- **TASK INSTRUCTIONS**
If a line in the entries below includes "Some", pick it out and copy it.

Stored data:
========================
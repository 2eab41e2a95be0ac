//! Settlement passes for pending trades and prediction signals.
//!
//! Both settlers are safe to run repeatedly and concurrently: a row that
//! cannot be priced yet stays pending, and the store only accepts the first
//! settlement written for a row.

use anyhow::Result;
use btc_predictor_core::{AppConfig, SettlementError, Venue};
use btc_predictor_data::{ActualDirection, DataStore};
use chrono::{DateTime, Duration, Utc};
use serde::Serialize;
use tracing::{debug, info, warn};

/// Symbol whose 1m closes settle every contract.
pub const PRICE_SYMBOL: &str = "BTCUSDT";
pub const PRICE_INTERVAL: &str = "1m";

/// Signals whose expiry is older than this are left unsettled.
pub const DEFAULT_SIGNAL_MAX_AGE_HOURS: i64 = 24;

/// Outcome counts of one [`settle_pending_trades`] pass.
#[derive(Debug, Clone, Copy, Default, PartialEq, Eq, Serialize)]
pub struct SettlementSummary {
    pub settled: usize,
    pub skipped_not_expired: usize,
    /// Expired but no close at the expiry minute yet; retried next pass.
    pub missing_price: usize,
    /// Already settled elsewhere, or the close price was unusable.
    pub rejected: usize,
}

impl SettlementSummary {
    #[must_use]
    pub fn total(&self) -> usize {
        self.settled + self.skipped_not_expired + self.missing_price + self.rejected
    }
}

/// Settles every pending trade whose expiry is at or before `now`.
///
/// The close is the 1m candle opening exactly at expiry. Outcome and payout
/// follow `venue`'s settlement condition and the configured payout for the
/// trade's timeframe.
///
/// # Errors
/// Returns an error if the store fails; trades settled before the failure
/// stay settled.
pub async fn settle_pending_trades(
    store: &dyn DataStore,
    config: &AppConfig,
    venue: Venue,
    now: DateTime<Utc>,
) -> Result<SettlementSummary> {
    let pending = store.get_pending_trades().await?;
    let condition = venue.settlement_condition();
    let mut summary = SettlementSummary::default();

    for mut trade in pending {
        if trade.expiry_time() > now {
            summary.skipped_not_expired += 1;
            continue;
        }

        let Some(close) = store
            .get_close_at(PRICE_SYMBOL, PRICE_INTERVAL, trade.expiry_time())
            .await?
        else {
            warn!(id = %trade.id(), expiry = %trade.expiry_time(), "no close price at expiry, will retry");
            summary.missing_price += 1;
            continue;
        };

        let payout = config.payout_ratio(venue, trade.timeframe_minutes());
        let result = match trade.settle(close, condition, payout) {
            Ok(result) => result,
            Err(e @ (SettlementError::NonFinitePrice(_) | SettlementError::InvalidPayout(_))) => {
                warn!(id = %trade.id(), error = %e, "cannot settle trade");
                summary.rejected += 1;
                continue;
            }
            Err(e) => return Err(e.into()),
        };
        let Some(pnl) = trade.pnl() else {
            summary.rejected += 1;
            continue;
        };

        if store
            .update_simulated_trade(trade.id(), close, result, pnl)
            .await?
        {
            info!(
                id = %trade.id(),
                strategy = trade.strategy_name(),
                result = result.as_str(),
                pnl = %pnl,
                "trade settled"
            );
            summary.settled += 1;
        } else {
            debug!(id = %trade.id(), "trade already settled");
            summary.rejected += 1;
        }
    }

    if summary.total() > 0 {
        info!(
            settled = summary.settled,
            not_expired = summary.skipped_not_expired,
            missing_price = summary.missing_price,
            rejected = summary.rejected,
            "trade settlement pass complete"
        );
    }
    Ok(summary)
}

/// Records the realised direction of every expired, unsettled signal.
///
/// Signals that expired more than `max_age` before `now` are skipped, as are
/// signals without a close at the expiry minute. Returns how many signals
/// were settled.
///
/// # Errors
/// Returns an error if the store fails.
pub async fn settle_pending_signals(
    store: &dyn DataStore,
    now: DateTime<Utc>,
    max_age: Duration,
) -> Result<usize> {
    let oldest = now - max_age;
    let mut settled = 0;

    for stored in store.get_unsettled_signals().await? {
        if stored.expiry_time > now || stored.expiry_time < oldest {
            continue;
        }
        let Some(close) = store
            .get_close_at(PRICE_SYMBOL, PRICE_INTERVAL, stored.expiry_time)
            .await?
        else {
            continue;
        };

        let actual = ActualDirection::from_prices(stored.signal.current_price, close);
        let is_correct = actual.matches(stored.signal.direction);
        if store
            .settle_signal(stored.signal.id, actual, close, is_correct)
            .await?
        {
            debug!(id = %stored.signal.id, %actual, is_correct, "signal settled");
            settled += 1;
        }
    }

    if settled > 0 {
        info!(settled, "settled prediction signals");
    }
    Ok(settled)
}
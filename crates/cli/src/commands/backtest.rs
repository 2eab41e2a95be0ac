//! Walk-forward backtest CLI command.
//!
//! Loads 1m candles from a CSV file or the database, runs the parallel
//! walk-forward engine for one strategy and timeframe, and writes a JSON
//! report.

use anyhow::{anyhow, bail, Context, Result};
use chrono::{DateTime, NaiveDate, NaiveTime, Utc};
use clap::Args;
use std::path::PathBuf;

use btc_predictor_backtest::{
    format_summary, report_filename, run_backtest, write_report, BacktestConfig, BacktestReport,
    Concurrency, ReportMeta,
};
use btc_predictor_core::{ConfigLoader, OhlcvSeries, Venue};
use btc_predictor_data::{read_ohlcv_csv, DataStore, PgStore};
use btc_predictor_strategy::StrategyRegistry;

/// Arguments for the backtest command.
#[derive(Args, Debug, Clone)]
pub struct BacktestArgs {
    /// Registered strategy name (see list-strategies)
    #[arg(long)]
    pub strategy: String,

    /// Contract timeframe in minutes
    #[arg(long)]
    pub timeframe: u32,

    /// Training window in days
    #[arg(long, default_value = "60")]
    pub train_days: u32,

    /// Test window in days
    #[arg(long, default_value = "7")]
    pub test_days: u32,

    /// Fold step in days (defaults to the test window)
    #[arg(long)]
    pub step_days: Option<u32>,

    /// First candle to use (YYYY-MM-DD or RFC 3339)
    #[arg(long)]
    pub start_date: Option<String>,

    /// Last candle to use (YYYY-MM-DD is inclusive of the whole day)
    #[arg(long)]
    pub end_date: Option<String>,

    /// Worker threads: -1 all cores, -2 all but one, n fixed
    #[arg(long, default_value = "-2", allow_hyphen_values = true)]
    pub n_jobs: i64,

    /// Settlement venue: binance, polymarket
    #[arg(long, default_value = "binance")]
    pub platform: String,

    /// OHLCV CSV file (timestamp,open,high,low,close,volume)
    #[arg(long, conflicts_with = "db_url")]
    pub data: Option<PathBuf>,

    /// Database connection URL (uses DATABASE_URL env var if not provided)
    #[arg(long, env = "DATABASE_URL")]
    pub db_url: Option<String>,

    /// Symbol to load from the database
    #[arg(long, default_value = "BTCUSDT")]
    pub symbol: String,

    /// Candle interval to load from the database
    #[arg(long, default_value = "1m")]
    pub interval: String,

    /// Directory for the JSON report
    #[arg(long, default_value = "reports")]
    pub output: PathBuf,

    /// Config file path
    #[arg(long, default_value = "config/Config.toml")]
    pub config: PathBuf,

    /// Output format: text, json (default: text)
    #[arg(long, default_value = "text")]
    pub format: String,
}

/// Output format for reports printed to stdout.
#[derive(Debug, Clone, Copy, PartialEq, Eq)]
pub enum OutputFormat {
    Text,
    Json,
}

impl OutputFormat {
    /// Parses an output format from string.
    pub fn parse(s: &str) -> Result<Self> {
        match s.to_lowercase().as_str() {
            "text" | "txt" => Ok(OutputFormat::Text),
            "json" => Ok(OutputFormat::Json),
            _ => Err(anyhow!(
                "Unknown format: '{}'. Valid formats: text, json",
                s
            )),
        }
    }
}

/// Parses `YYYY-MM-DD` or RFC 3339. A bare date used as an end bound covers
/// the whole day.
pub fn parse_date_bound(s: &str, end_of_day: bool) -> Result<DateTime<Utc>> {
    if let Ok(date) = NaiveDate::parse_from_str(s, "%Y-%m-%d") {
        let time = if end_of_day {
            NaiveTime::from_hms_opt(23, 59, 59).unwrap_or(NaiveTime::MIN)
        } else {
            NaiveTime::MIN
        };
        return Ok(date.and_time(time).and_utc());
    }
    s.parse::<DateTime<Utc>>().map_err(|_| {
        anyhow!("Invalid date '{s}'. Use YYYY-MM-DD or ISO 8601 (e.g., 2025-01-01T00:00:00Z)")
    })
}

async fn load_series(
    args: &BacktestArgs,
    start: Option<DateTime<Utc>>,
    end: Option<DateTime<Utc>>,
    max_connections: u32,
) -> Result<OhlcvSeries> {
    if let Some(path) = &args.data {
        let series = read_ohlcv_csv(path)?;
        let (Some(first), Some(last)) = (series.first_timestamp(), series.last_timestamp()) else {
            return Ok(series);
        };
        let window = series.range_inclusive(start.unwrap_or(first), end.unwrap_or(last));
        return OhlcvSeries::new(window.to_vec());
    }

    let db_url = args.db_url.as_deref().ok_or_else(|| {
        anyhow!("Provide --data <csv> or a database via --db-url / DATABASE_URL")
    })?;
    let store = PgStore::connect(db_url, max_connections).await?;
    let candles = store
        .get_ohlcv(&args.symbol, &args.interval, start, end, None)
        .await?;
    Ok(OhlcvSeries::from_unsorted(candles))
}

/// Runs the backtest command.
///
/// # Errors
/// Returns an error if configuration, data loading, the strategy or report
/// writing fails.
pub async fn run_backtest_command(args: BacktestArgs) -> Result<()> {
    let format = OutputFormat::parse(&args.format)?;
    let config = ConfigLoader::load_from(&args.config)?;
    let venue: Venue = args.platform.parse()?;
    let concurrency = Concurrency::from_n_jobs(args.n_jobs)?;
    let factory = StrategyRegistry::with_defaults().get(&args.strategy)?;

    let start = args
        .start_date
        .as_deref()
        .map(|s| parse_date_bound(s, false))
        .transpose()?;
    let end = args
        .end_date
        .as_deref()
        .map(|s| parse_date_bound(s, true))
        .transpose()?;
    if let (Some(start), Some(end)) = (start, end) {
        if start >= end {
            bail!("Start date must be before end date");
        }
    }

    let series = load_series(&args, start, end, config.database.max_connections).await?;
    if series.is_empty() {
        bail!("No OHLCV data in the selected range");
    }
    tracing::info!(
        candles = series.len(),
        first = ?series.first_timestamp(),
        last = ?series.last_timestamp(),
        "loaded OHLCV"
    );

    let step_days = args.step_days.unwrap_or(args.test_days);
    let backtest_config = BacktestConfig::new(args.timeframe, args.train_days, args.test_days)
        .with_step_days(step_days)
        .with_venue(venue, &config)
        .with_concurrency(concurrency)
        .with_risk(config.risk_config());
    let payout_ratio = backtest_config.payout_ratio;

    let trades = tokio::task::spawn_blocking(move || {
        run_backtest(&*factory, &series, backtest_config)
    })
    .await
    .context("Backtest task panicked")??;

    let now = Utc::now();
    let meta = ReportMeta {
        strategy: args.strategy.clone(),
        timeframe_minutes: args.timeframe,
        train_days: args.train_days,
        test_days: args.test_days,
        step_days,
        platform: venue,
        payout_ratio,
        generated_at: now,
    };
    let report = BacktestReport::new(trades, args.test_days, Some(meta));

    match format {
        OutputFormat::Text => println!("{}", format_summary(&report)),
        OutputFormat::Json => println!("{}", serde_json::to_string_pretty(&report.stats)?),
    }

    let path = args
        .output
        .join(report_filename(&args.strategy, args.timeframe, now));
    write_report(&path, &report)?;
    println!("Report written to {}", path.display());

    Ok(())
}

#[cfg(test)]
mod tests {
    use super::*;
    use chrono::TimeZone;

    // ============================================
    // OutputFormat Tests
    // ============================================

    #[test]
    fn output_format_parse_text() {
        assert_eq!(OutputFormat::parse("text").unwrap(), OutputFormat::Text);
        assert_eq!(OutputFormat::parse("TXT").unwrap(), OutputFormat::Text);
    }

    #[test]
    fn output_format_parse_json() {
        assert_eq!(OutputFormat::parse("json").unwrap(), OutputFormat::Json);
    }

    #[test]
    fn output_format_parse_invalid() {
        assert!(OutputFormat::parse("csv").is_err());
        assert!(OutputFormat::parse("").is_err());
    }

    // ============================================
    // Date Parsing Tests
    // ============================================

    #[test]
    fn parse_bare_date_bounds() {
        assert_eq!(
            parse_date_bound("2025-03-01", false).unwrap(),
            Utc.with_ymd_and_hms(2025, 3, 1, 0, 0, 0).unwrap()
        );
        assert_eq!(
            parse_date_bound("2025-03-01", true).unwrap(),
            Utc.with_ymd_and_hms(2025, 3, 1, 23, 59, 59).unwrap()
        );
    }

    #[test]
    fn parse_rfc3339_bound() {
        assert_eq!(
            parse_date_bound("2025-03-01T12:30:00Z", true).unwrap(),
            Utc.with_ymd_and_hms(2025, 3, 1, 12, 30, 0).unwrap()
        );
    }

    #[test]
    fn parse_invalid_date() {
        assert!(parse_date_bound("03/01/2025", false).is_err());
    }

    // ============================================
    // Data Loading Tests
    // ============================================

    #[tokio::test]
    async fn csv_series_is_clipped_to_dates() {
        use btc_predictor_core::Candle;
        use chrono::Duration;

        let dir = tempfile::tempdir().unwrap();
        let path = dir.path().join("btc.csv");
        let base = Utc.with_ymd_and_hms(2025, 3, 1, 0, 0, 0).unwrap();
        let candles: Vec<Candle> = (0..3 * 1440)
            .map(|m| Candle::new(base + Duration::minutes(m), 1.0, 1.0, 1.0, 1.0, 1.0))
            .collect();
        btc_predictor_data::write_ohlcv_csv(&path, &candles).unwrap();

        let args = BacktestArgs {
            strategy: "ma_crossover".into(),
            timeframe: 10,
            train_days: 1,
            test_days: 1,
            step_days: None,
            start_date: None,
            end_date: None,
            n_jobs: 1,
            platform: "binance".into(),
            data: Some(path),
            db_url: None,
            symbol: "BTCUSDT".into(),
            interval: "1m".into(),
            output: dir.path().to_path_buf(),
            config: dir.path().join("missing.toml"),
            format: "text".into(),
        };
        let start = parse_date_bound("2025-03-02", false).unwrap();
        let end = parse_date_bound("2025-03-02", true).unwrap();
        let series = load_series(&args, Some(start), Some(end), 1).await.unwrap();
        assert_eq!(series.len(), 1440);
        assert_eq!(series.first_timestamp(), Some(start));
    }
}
========================
- **RESPONSE**
        let Some(close) = store
        let Some(pnl) = trade.pnl() else {
        let Some(close) = store
    if let Some(path) = &args.data {
        let (Some(first), Some(last)) = (series.first_timestamp(), series.last_timestamp()) else {
    if let (Some(start), Some(end)) = (start, end) {
    let report = BacktestReport::new(trades, args.test_days, Some(meta));
            data: Some(path),
        let series = load_series(&args, Some(start), Some(end), 1).await.unwrap();
        assert_eq!(series.first_timestamp(), Some(start));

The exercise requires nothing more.